Competitive strategy - is not an arbitrary choice, but the result of a complex effect of external and internal conditions shaping the firm’s competitive profile. The firm’s competitive profile is a set of attributes and properties, which affect the choice of competitive strategy. At the same time it is a characteristic reflecting strategic direction of the firm’s competitive actions. Meanwhile, competitive profile is a recommendation, not a prescription for the firm. The choice of strategy is a result of subjective comprehension of firm’s capacity to benefit from business environment. It's all in the firm’s ability to correctly interpret the parameters of its competitive profile.

The first description of firms’ competitive profiles is given in microeconomic theory, which connects the firm’s behavior with the type of industry market. Sectoral approach states that there is optimal behavioral model for each type of market. Therefore, the best choice for the firm is to follow such behavior [1, 2]. In pure competition market, where many small firms sell interchangeable products, the firms’ efforts should be focused on reducing production costs by optimizing the cost-and effective management. In the market of monopolistic competition, characterized by competition among branded products, a strategic goal of the firm is to dispose it’s product’s "anonymity" by creating additional value for consumers of the product (ease of use, adapting to consumer’s need, warranty) and to use of more effective methods of providing value to customers (quality control, delivery, service). In oligopoly environment, where success depends on the correct building of relationships with competitors, the firm should closely monitor competitor’s behavior by analyzing their goals, strategies used and the means of their realization.

Competitive strategy of monopoly is, on the one hand, to raise transition costs for customers, and on the other hand, to maintain high entry barriers due customer loyalty increase.

According to this approach, the competitive profile of the company is determined not by itself, but by the market, and the success of the chosen strategy depends on knowledge of the features of this market.

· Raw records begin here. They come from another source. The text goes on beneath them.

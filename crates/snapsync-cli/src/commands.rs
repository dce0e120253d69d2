use clap::{Args, Parser, Subcommand};

#[derive(Debug, Parser)]
#[command(name = "snapsync")]
#[command(about = "Mirror a remote inspection platform into a local store", long_about = None)]
pub struct Cli {
    #[command(subcommand)]
    pub command: Option<Commands>,
}

#[derive(Debug, Subcommand)]
pub enum Commands {
    /// Run a full synchronization against the remote API
    Sync(SyncArgs),
    /// Re-run detail sync for every file currently in error
    ResyncFailed,
    /// List recent sync runs
    Runs(RunsArgs),
    /// Print mirror statistics
    Stats,
    /// Print configuration values
    PrintConfig,
    /// Truncate all mirrored tables
    TruncateDb,
}

#[derive(Debug, Args)]
pub struct SyncArgs {
    /// Skip image downloads, sync data only
    #[arg(long)]
    pub no_images: bool,

    /// Re-download images even when already downloaded
    #[arg(long)]
    pub force_download: bool,

    /// Files per page requested from the remote API
    #[arg(long)]
    pub page_size: Option<u32>,

    /// Sync a single page only (no sync run is recorded)
    #[arg(long)]
    pub page: Option<u32>,

    /// Sync a single remote file only (no sync run is recorded)
    #[arg(long)]
    pub file_id: Option<i64>,
}

#[derive(Debug, Args)]
pub struct RunsArgs {
    /// How many runs to list, newest first
    #[arg(long, default_value_t = 10)]
    pub limit: u32,
}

This means that firms operating in the industry market will implement the same strategy, including a more flexible version of the approach proposed by M. Porter [3]. However, as practice shows, even in the same market firms behave differently, and the level of profitability can vary significantly. But the main omission of this approach is the assumption that firm’s resources are homogeneous. In practice, even working in the same industry firms have resources of different quality at their disposal and face with limited access to them, as many resources have low mobility, and some even can not be bought on the market. These circumstances are the basis for consideration the firm’s characteristics in the choice of competitive strategy.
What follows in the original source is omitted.